**To do:**
Show every line from the entries that follow which holds the word "createdAt".

-*-

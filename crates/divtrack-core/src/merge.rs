//! Insert-or-replace reconciliation of dividend batches

use std::cmp::Reverse;
use std::collections::hash_map::Entry;
use std::collections::{HashMap, HashSet};

use crate::models::{Dividend, DividendId};

/// Reconcile `incoming` onto `existing`, keyed by id.
///
/// Records whose id is already present are replaced in place; unseen ids are
/// appended in incoming order. Existing order is otherwise preserved, so
/// applying the same batch twice yields the same result as applying it once.
#[must_use]
pub fn merge(existing: Vec<Dividend>, incoming: &[Dividend]) -> Vec<Dividend> {
    let mut merged = Vec::with_capacity(existing.len() + incoming.len());
    let mut positions = HashMap::with_capacity(merged.capacity());

    for record in existing {
        upsert_into(&mut merged, &mut positions, record);
    }
    for record in incoming {
        upsert_into(&mut merged, &mut positions, record.clone());
    }

    merged
}

fn upsert_into(
    merged: &mut Vec<Dividend>,
    positions: &mut HashMap<DividendId, usize>,
    record: Dividend,
) {
    match positions.entry(record.id) {
        Entry::Occupied(slot) => merged[*slot.get()] = record,
        Entry::Vacant(slot) => {
            slot.insert(merged.len());
            merged.push(record);
        }
    }
}

/// Drop the records owned by `user_id` whose id is in `ids`.
///
/// Returns the remaining records and how many were removed. Records owned by
/// other users are never removed, even when their id matches.
#[must_use]
pub fn remove_ids(
    records: Vec<Dividend>,
    user_id: &str,
    ids: &[DividendId],
) -> (Vec<Dividend>, usize) {
    let targets: HashSet<DividendId> = ids.iter().copied().collect();
    let before = records.len();
    let remaining: Vec<Dividend> = records
        .into_iter()
        .filter(|record| !(record.belongs_to(user_id) && targets.contains(&record.id)))
        .collect();
    let removed = before - remaining.len();
    (remaining, removed)
}

/// Order records the way every store lists them: newest date first, then
/// highest id.
pub fn sort_for_listing(records: &mut [Dividend]) {
    records.sort_by_key(|record| (Reverse(record.date), Reverse(record.id)));
}
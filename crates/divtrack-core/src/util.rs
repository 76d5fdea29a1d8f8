//! Small text helpers for configuration values and error messages

const HTTP_SCHEMES: [&str; 2] = ["http://", "https://"];
const MAX_ERROR_TEXT: usize = 180;

/// Trim user-supplied text, treating blank input the same as absent input
pub fn normalize_text_option(value: Option<String>) -> Option<String> {
    value
        .map(|text| text.trim().to_string())
        .filter(|text| !text.is_empty())
}

/// Whether `value` names an HTTP(S) endpoint
pub fn is_http_url(value: &str) -> bool {
    HTTP_SCHEMES.iter().any(|scheme| value.starts_with(scheme))
}

/// Whether a database URL points at a hosted libsql server rather than a
/// local file
pub fn is_remote_database_url(value: &str) -> bool {
    value.starts_with("libsql://") || is_http_url(value)
}

/// Shorten a response body so it fits in an error message
pub fn compact_text(value: &str) -> String {
    value.trim().chars().take(MAX_ERROR_TEXT).collect()
}

#[cfg(test)]
mod tests {
    use super::*;

    #[test]
    fn blank_user_ids_count_as_missing() {
        assert_eq!(normalize_text_option(None), None);
        assert_eq!(normalize_text_option(Some(" \t ".to_string())), None);
        assert_eq!(
            normalize_text_option(Some("  investor-7 ".to_string())),
            Some("investor-7".to_string())
        );
    }

    #[test]
    fn endpoints_need_an_http_scheme() {
        assert!(is_http_url("http://127.0.0.1:8080/api/dividends"));
        assert!(is_http_url("https://dividends.example.com"));
        assert!(!is_http_url("libsql://dividends.example.io"));
        assert!(!is_http_url("127.0.0.1:8080"));
    }

    #[test]
    fn database_urls_are_remote_or_local() {
        assert!(is_remote_database_url("libsql://dividends.example.io"));
        assert!(is_remote_database_url("https://dividends.example.io"));
        assert!(!is_remote_database_url("data/dividends.db"));
        assert!(!is_remote_database_url(":memory:"));
    }

    #[test]
    fn long_error_bodies_are_cut() {
        let html = format!("<html>{}</html>", "x".repeat(500));
        assert_eq!(compact_text(&html).chars().count(), MAX_ERROR_TEXT);
        assert_eq!(compact_text("  Bad Gateway \n"), "Bad Gateway");
    }
}
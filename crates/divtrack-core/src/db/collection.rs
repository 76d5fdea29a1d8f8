//! Document collections stored as JSON bodies in libSQL
//!
//! Each collection is a table of `(id, body)` rows where `body` is a JSON
//! object. Field lookups go through `json_extract`, so documents stay
//! schemaless while ids remain the unique key.

use libsql::Connection;
use serde_json::Value;

use crate::error::{Error, Result};

/// Equality filter on a top-level document field
#[derive(Debug, Clone, PartialEq, Eq)]
pub struct FieldFilter {
    field: String,
    value: String,
}

impl FieldFilter {
    pub fn new(field: impl Into<String>, value: impl Into<String>) -> Result<Self> {
        let field = field.into();
        ensure_identifier(&field)?;
        Ok(Self {
            field,
            value: value.into(),
        })
    }
}

/// One operation inside a bulk write
#[derive(Debug, Clone, PartialEq)]
pub enum WriteModel {
    /// Replace the document with this id, or insert it when absent
    UpsertOne { id: i64, document: Value },
    /// Delete the document with this id when it also matches `filter`
    DeleteOne {
        id: i64,
        filter: Option<FieldFilter>,
    },
}

/// Counts reported by a bulk write
#[derive(Debug, Clone, Copy, Default, PartialEq, Eq)]
pub struct BulkWriteResult {
    pub upserted: usize,
    pub deleted: usize,
}

/// A named document collection
#[derive(Debug, Clone)]
pub struct Collection {
    name: String,
}

impl Collection {
    pub fn new(name: impl Into<String>) -> Result<Self> {
        let name = name.into();
        ensure_identifier(&name)?;
        Ok(Self { name })
    }

    /// Create the collection and its field indexes if they are missing
    pub async fn ensure(&self, conn: &Connection, indexed_fields: &[&str]) -> Result<()> {
        let name = &self.name;
        conn.execute(
            &format!(
                "CREATE TABLE IF NOT EXISTS {name} (
                    id INTEGER PRIMARY KEY,
                    body TEXT NOT NULL CHECK (json_valid(body))
                )"
            ),
            (),
        )
        .await?;

        for field in indexed_fields {
            ensure_identifier(field)?;
            conn.execute(
                &format!(
                    "CREATE INDEX IF NOT EXISTS idx_{name}_{field}
                     ON {name}(json_extract(body, '$.{field}'))"
                ),
                (),
            )
            .await?;
        }

        Ok(())
    }

    /// Documents matching `filter`, newest `sort_field` first
    pub async fn find(
        &self,
        conn: &Connection,
        filter: &FieldFilter,
        sort_field: &str,
    ) -> Result<Vec<Value>> {
        ensure_identifier(sort_field)?;
        let name = &self.name;
        let field = &filter.field;
        let sql = format!(
            "SELECT body FROM {name}
             WHERE json_extract(body, '$.{field}') = ?1
             ORDER BY json_extract(body, '$.{sort_field}') DESC, id DESC"
        );

        let mut rows = conn.query(&sql, [filter.value.as_str()]).await?;
        let mut documents = Vec::new();
        while let Some(row) = rows.next().await? {
            let body: String = row.get(0)?;
            documents.push(serde_json::from_str(&body)?);
        }
        Ok(documents)
    }

    /// Apply `operations` in order.
    ///
    /// Not atomic: the first failing operation aborts the rest and every
    /// operation before it stays applied.
    pub async fn bulk_write(
        &self,
        conn: &Connection,
        operations: Vec<WriteModel>,
    ) -> Result<BulkWriteResult> {
        let mut result = BulkWriteResult::default();
        let total = operations.len();

        for (index, operation) in operations.into_iter().enumerate() {
            let applied = match operation {
                WriteModel::UpsertOne { id, document } => {
                    self.upsert_one(conn, id, &document).await.map(|()| {
                        result.upserted += 1;
                    })
                }
                WriteModel::DeleteOne { id, filter } => self
                    .delete_one(conn, id, filter.as_ref())
                    .await
                    .map(|deleted| {
                        result.deleted += deleted;
                    }),
            };

            if let Err(error) = applied {
                tracing::warn!(
                    collection = %self.name,
                    failed_at = index,
                    total,
                    upserted = result.upserted,
                    deleted = result.deleted,
                    "Bulk write aborted part way through"
                );
                return Err(error);
            }
        }

        Ok(result)
    }

    async fn upsert_one(&self, conn: &Connection, id: i64, document: &Value) -> Result<()> {
        if !document.is_object() {
            return Err(Error::InvalidInput(format!(
                "document {id} in {} must be a JSON object",
                self.name
            )));
        }

        let name = &self.name;
        let now = chrono::Utc::now().timestamp_millis();
        conn.execute(
            &format!(
                "INSERT INTO {name} (id, body)
                 VALUES (?1, json_set(?2, '$.createdAt', ?3, '$.updatedAt', ?3))
                 ON CONFLICT(id) DO UPDATE SET body = json_set(
                     excluded.body,
                     '$.createdAt',
                     COALESCE(json_extract({name}.body, '$.createdAt'), ?3)
                 )"
            ),
            libsql::params![id, document.to_string(), now],
        )
        .await?;
        Ok(())
    }

    async fn delete_one(
        &self,
        conn: &Connection,
        id: i64,
        filter: Option<&FieldFilter>,
    ) -> Result<usize> {
        let name = &self.name;
        let affected = match filter {
            Some(filter) => {
                let field = &filter.field;
                conn.execute(
                    &format!(
                        "DELETE FROM {name} WHERE id = ?1 AND json_extract(body, '$.{field}') = ?2"
                    ),
                    libsql::params![id, filter.value.clone()],
                )
                .await?
            }
            None => {
                conn.execute(&format!("DELETE FROM {name} WHERE id = ?1"), [id])
                    .await?
            }
        };
        usize::try_from(affected).map_err(|error| Error::Database(error.to_string()))
    }
}

fn ensure_identifier(value: &str) -> Result<()> {
    let mut chars = value.chars();
    let valid = chars
        .next()
        .is_some_and(|first| first.is_ascii_alphabetic() || first == '_')
        && chars.all(|c| c.is_ascii_alphanumeric() || c == '_');
    if valid {
        Ok(())
    } else {
        Err(Error::InvalidInput(format!(
            "`{value}` is not a valid collection or field name"
        )))
    }
}
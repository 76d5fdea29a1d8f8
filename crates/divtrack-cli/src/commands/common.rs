use std::env;
use std::sync::Arc;

use divtrack_core::export::totals_by_stock;
use divtrack_core::merge::sort_for_listing;
use divtrack_core::sync::{DividendsApiClient, DividendsRemote, SyncStore};
use divtrack_core::util::normalize_text_option;
use divtrack_core::{Amount, Dividend, SyncState};

use crate::error::CliError;

pub const DEFAULT_ENDPOINT: &str = "http://127.0.0.1:8080/api/dividends";

/// A loaded client cache for one user
pub struct Session {
    pub user_id: String,
    pub store: SyncStore,
}

impl Session {
    /// The user's dividends, newest first
    pub fn dividends(&self) -> Vec<Dividend> {
        let mut dividends = self.store.dividends();
        sort_for_listing(&mut dividends);
        dividends
    }
}

pub fn resolve_endpoint(cli_endpoint: Option<String>) -> String {
    normalize_text_option(cli_endpoint)
        .or_else(|| normalize_text_option(env::var("DIVTRACK_API_URL").ok()))
        .unwrap_or_else(|| DEFAULT_ENDPOINT.to_string())
}

pub fn resolve_user(cli_user: Option<String>) -> Result<String, CliError> {
    normalize_text_option(cli_user)
        .or_else(|| normalize_text_option(env::var("DIVTRACK_USER_ID").ok()))
        .ok_or(CliError::MissingUser)
}

pub async fn connect(endpoint: &str, cli_user: Option<String>) -> Result<Session, CliError> {
    let user_id = resolve_user(cli_user)?;
    let client = DividendsApiClient::new(endpoint)?;
    tracing::debug!(endpoint = client.endpoint(), "Connecting to dividends endpoint");
    open_session(Arc::new(client), user_id, endpoint).await
}

/// Load `user_id`'s dividends from `remote` into a fresh cache
pub async fn open_session(
    remote: Arc<dyn DividendsRemote>,
    user_id: String,
    source: &str,
) -> Result<Session, CliError> {
    let store = SyncStore::new(remote);
    store.set_identity(Some(user_id.clone())).await;
    if store.snapshot().state == SyncState::Error {
        return Err(CliError::LoadFailed(source.to_string()));
    }
    Ok(Session { user_id, store })
}

pub fn format_dividend_lines(dividends: &[Dividend]) -> Vec<String> {
    dividends
        .iter()
        .map(|dividend| {
            let amount = dividend.amount.to_string();
            format!(
                "{}  {:<8}  {amount:>10}  {}",
                dividend.date, dividend.stock, dividend.id
            )
        })
        .collect()
}

pub fn format_total_line(dividends: &[Dividend]) -> Result<String, CliError> {
    let total = Amount::total(dividends.iter().map(|dividend| &dividend.amount))?;
    let stocks = totals_by_stock(dividends)?.len();
    let noun = if stocks == 1 { "stock" } else { "stocks" };
    Ok(format!(
        "Total {total} across {} payments in {stocks} {noun}",
        dividends.len()
    ))
}
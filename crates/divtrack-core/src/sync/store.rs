//! Client-side dividend cache kept in step with the server.
//!
//! Loads and local mutations are distinct events. A load replaces the cache
//! without writing anything back; a mutation updates the cache and queues a
//! save on a single worker, so saves reach the server in the order they were
//! made. Mutations made while a load is still in flight are kept and laid
//! over the loaded records once they arrive.

use std::collections::HashSet;
use std::sync::Arc;

use tokio::sync::{mpsc, oneshot, watch, Mutex};

use super::client::{DividendsRemote, SyncError, SyncResult};
use crate::merge::merge;
use crate::models::{Dividend, DividendId};
use crate::state::SyncState;

/// What produced the current cache contents
#[derive(Debug, Clone, Copy, PartialEq, Eq)]
pub enum CacheOrigin {
    Initial,
    /// Replaced with the server's records for the current identity
    Loaded,
    /// Emptied because the identity went away
    Cleared,
    /// Changed locally and queued for saving
    Mutated,
}

/// The derived read-only view published to subscribers
#[derive(Debug, Clone, PartialEq, Eq)]
pub struct CacheSnapshot {
    pub identity: Option<String>,
    /// Cached dividends owned by `identity`
    pub dividends: Vec<Dividend>,
    pub origin: CacheOrigin,
    pub state: SyncState,
}

enum Job {
    Save(Vec<Dividend>),
    Delete { user_id: String, id: DividendId },
}

struct SyncJob {
    job: Job,
    respond_to: oneshot::Sender<SyncResult<usize>>,
}

/// Local changes made while a load is in flight
#[derive(Debug, Default)]
struct LoadOverlay {
    removed: HashSet<DividendId>,
    replaced: bool,
}

impl LoadOverlay {
    fn apply(self, loaded: Vec<Dividend>, local: Vec<Dividend>) -> Vec<Dividend> {
        if self.replaced {
            return local;
        }
        let mut base = loaded;
        base.retain(|record| !self.removed.contains(&record.id));
        merge(base, &local)
    }
}

struct Inner {
    identity: Option<String>,
    cache: Vec<Dividend>,
    identity_generation: u64,
    pending_load: Option<LoadOverlay>,
}

pub struct SyncStore {
    remote: Arc<dyn DividendsRemote>,
    inner: Mutex<Inner>,
    view: watch::Sender<CacheSnapshot>,
    jobs: mpsc::UnboundedSender<SyncJob>,
}

impl SyncStore {
    /// Create the store and spawn its save worker on the current tokio runtime
    pub fn new(remote: Arc<dyn DividendsRemote>) -> Self {
        let (jobs, receiver) = mpsc::unbounded_channel();
        tokio::spawn(run_sync_worker(remote.clone(), receiver));

        let (view, _) = watch::channel(CacheSnapshot {
            identity: None,
            dividends: Vec::new(),
            origin: CacheOrigin::Initial,
            state: SyncState::Offline,
        });

        Self {
            remote,
            inner: Mutex::new(Inner {
                identity: None,
                cache: Vec::new(),
                identity_generation: 0,
                pending_load: None,
            }),
            view,
            jobs,
        }
    }

    /// Switch to `identity`, loading its records or clearing the cache.
    ///
    /// A failed load is logged and leaves the cache empty. If the identity
    /// changes again before the load completes, the stale result is dropped.
    /// Upserts and removals made during the load win over loaded records, and
    /// a `replace_all` made during the load wins over the whole load.
    pub async fn set_identity(&self, identity: Option<String>) {
        let generation = {
            let mut inner = self.inner.lock().await;
            inner.identity.clone_from(&identity);
            inner.identity_generation += 1;
            inner.cache.clear();
            inner.pending_load = identity.as_ref().map(|_| LoadOverlay::default());
            let state = if identity.is_some() {
                SyncState::Syncing
            } else {
                SyncState::Offline
            };
            self.publish(&inner, CacheOrigin::Cleared, state);
            inner.identity_generation
        };

        let Some(user_id) = identity else {
            return;
        };

        let (loaded, state) = match self.remote.load(&user_id).await {
            Ok(records) => (records, SyncState::Synced),
            Err(error) => {
                tracing::warn!("Failed to load dividends: {}", error);
                (Vec::new(), SyncState::Error)
            }
        };

        let mut inner = self.inner.lock().await;
        if inner.identity_generation != generation {
            tracing::debug!("Discarding dividends loaded for a previous identity");
            return;
        }
        tracing::debug!(count = loaded.len(), "Loaded dividends");
        let local = std::mem::take(&mut inner.cache);
        inner.cache = match inner.pending_load.take() {
            Some(overlay) => overlay.apply(loaded, local),
            None => loaded,
        };
        self.publish(&inner, CacheOrigin::Loaded, state);
    }

    /// Insert or replace one record and save the cache
    pub async fn upsert(&self, record: Dividend) -> SyncResult<()> {
        self.upsert_many(vec![record]).await
    }

    /// Insert or replace several records and save the cache
    pub async fn upsert_many(&self, records: Vec<Dividend>) -> SyncResult<()> {
        self.mutate(false, |cache| {
            let existing = std::mem::take(cache);
            *cache = merge(existing, &records);
        })
        .await
    }

    /// Replace the whole cache and save it
    pub async fn replace_all(&self, records: Vec<Dividend>) -> SyncResult<()> {
        self.mutate(true, |cache| *cache = records).await
    }

    /// Remove one record locally and on the server.
    ///
    /// Returns whether the server removed anything.
    pub async fn remove(&self, id: DividendId) -> SyncResult<bool> {
        let receiver = {
            let mut inner = self.inner.lock().await;
            let user_id = inner.identity.clone().ok_or_else(|| {
                SyncError::InvalidConfiguration("no identity is set".to_string())
            })?;
            inner.cache.retain(|record| record.id != id);
            if let Some(overlay) = inner.pending_load.as_mut() {
                overlay.removed.insert(id);
            }
            self.publish(&inner, CacheOrigin::Mutated, SyncState::Syncing);
            self.enqueue(Job::Delete { user_id, id })?
        };

        let result = self.finish(receiver).await;
        result.map(|deleted| deleted > 0)
    }

    /// The derived view for the current identity
    pub fn dividends(&self) -> Vec<Dividend> {
        self.view.borrow().dividends.clone()
    }

    pub fn snapshot(&self) -> CacheSnapshot {
        self.view.borrow().clone()
    }

    /// Receive a new snapshot whenever the cache or the identity changes
    pub fn subscribe(&self) -> watch::Receiver<CacheSnapshot> {
        self.view.subscribe()
    }

    async fn mutate(
        &self,
        replaces_all: bool,
        apply: impl FnOnce(&mut Vec<Dividend>),
    ) -> SyncResult<()> {
        // The job is queued while the lock is held so save order matches
        // mutation order.
        let receiver = {
            let mut inner = self.inner.lock().await;
            apply(&mut inner.cache);
            if replaces_all {
                if let Some(overlay) = inner.pending_load.as_mut() {
                    overlay.replaced = true;
                }
            }
            self.publish(&inner, CacheOrigin::Mutated, SyncState::Syncing);
            self.enqueue(Job::Save(inner.cache.clone()))?
        };

        self.finish(receiver).await.map(|_| ())
    }

    fn enqueue(&self, job: Job) -> SyncResult<oneshot::Receiver<SyncResult<usize>>> {
        let (respond_to, receiver) = oneshot::channel();
        self.jobs
            .send(SyncJob { job, respond_to })
            .map_err(|_| SyncError::WorkerStopped)?;
        Ok(receiver)
    }

    async fn finish(&self, receiver: oneshot::Receiver<SyncResult<usize>>) -> SyncResult<usize> {
        let result = receiver.await.unwrap_or(Err(SyncError::WorkerStopped));
        let state = match &result {
            Ok(_) => SyncState::Synced,
            Err(error) => {
                tracing::error!("Failed to save dividends: {}", error);
                SyncState::Error
            }
        };
        self.view.send_modify(|snapshot| snapshot.state = state);
        result
    }

    fn publish(&self, inner: &Inner, origin: CacheOrigin, state: SyncState) {
        let dividends = inner.identity.as_deref().map_or_else(Vec::new, |user_id| {
            inner
                .cache
                .iter()
                .filter(|record| record.belongs_to(user_id))
                .cloned()
                .collect()
        });
        self.view.send_replace(CacheSnapshot {
            identity: inner.identity.clone(),
            dividends,
            origin,
            state,
        });
    }
}

async fn run_sync_worker(
    remote: Arc<dyn DividendsRemote>,
    mut jobs: mpsc::UnboundedReceiver<SyncJob>,
) {
    while let Some(SyncJob { job, respond_to }) = jobs.recv().await {
        let result = match job {
            Job::Save(records) => remote.save(&records).await.map(|()| records.len()),
            Job::Delete { user_id, id } => remote.delete(&user_id, id).await,
        };
        // The caller may have stopped waiting; the job still ran.
        let _ = respond_to.send(result);
    }
    tracing::debug!("Sync worker stopped");
}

-*-

**Response area:**
                 VALUES (?1, json_set(?2, '$.createdAt', ?3, '$.updatedAt', ?3))
                     '$.createdAt',
                     COALESCE(json_extract({name}.body, '$.createdAt'), ?3)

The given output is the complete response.